Pourquoi ce stage ? Vous l’avez peut-être compris, le colonel veut créer, le plus rapidement possible un « Centre de Formation des Auto-Défenses » (CFAD pour la suite). Et il m’a désigné comme futur responsable. C’est à ce titre que je dois aller voir à Dellys ce qui se fait avec les cadres français de métropole. Le stage est prévu du 11.12 au 8.01.1960.

Le soir j’écris à Juliane : « …un stage auquel je dois assister en auditeur libre, je ne sais plus ce que cela veut dire ! ! ».

En fait, le colonel veut pouvoir me récupérer à volonté. C’est ainsi que, pendant ce séjour à Dellys, je reviens plusieurs fois à BM (le 15.12 par exemple puis du 20 au 22.12) pour m’occuper des questions matérielles posées par la création du centre. C’est au cours du 2° séjour que j’apprends que le site retenu est celui d’Ouled Ameur.

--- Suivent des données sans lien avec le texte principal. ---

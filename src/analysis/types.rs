//! Shared types for the analysis client.

use reqwest::StatusCode;
use serde_json::Value;
use thiserror::Error;

/// Opaque URL identifying one in-flight analysis operation.
///
/// Issued by the submission call via the `Operation-Location` response header
/// and polled until a terminal status; never persisted.
#[derive(Debug, Clone, PartialEq, Eq)]
pub struct OperationHandle(
    /// Operation URL to poll.
    pub String,
);

impl OperationHandle {
    /// The operation URL as a string slice.
    pub fn as_str(&self) -> &str {
        &self.0
    }
}

/// Terminal outcome of a submit → poll cycle.
///
/// All three variants are ordinary results the caller maps to a response;
/// only [`AnalysisError`] values describe protocol-level failures.
#[derive(Debug, Clone)]
pub enum AnalysisOutcome {
    /// The service reported `succeeded` (or `partiallySucceeded`); the
    /// terminal payload carries extractable text.
    Succeeded(Value),
    /// The service reported `failed`; the payload is kept for diagnostics.
    Failed(Value),
    /// Every poll attempt was exhausted without reaching a terminal status.
    TimedOut,
}

/// Protocol-level failures while talking to the analysis service.
///
/// None of these abort the process; the request handler converts them into a
/// structured failure response.
#[derive(Debug, Error)]
pub enum AnalysisError {
    /// HTTP layer failed before a response was received.
    #[error("HTTP request failed: {0}")]
    Http(#[from] reqwest::Error),
    /// Submission returned a status other than 200/202.
    #[error("Unexpected submit response ({status}): {body}")]
    Submit {
        /// HTTP status returned by the submit call.
        status: StatusCode,
        /// Body preview associated with the failing response.
        body: String,
    },
    /// Submission was accepted but carried no operation-location header.
    #[error("Submit response missing Operation-Location header")]
    MissingOperationLocation,
    /// A poll returned a status other than 200.
    #[error("Unexpected poll response ({status}): {body}")]
    Poll {
        /// HTTP status returned by the poll call.
        status: StatusCode,
        /// Body preview associated with the failing response.
        body: String,
    },
}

J’écris à Juliane « ..à une demi-heure de route et de piste de BM ». C’est aussi à cette occasion que je rencontre le colonel ARGOUT (6) chef d’état-major du général MASSU à Alger. Avec lui et avec notre colonel, avec DELMAS aussi, nous allons sur le terrain visiter une compagnie du 3°bataillon si ma mémoire est bonne. ARGOUT est un excellent marcheur…mais aussi un fin dialecticien. J’apprécie le duo qu’ils forment avec notre colonel.

Est-ce au cours de ce séjour que nous avons arrêté l’encadrement du centre ? Je ne sais plus mais les dates avancées par FORTU me paraissent erronées (7). Il est vrai que moi, j’ai mon agenda !

  1. Opération dans le BOUBERAK : un petit massif montagneux au nord des ALI BOU NAB surplombant la plaine côtière, pour essayer de retrouver une institutrice portée disparue la veille après que son véhicule ait été intercepté par un groupe de rebelles et son mari abattu.
  2. De Sérézin, nous étions ensemble à Tananarive et Juliane avait sympathisé avec son épouse Nicole.
  3. Bataillon de Marche Indochinois, une de nos plus belles unités en Indochine. Les gens du BMI portaient le béret noir que le colonel avait imposé au 9°RIMA avec l’insigne du BMI d’ailleurs à peine corrigé.
  4. Cette phrase me reviendra en mémoire plus tard (voir P.198)
  1. La Zone Est Algérois avec son PC à Tizi- Ouzou. Commandée alors par le Général FAURE.
  2. Le colonel ARGOUT, nous en reparlerons, il a défrayé la chronique lors des « barricades de janvier 1960 » puis après le coup de force des généraux.
  3. Les affectations de mes futurs adjoints « officiers » avaient été arrêtées au préalable car dans une des lettres que j’adresse, de Dellys, à Juliane je parle « ..de mes deux sous-lieutenants ». Il s’agit sans doute de FORTU et de L. –que je ne citerai pas car je ne l’ai pas gardé très longtemps…question d’affinité ! – qui étaient venus passer au moins quelques jours avec moi au stage ( ? ? ?).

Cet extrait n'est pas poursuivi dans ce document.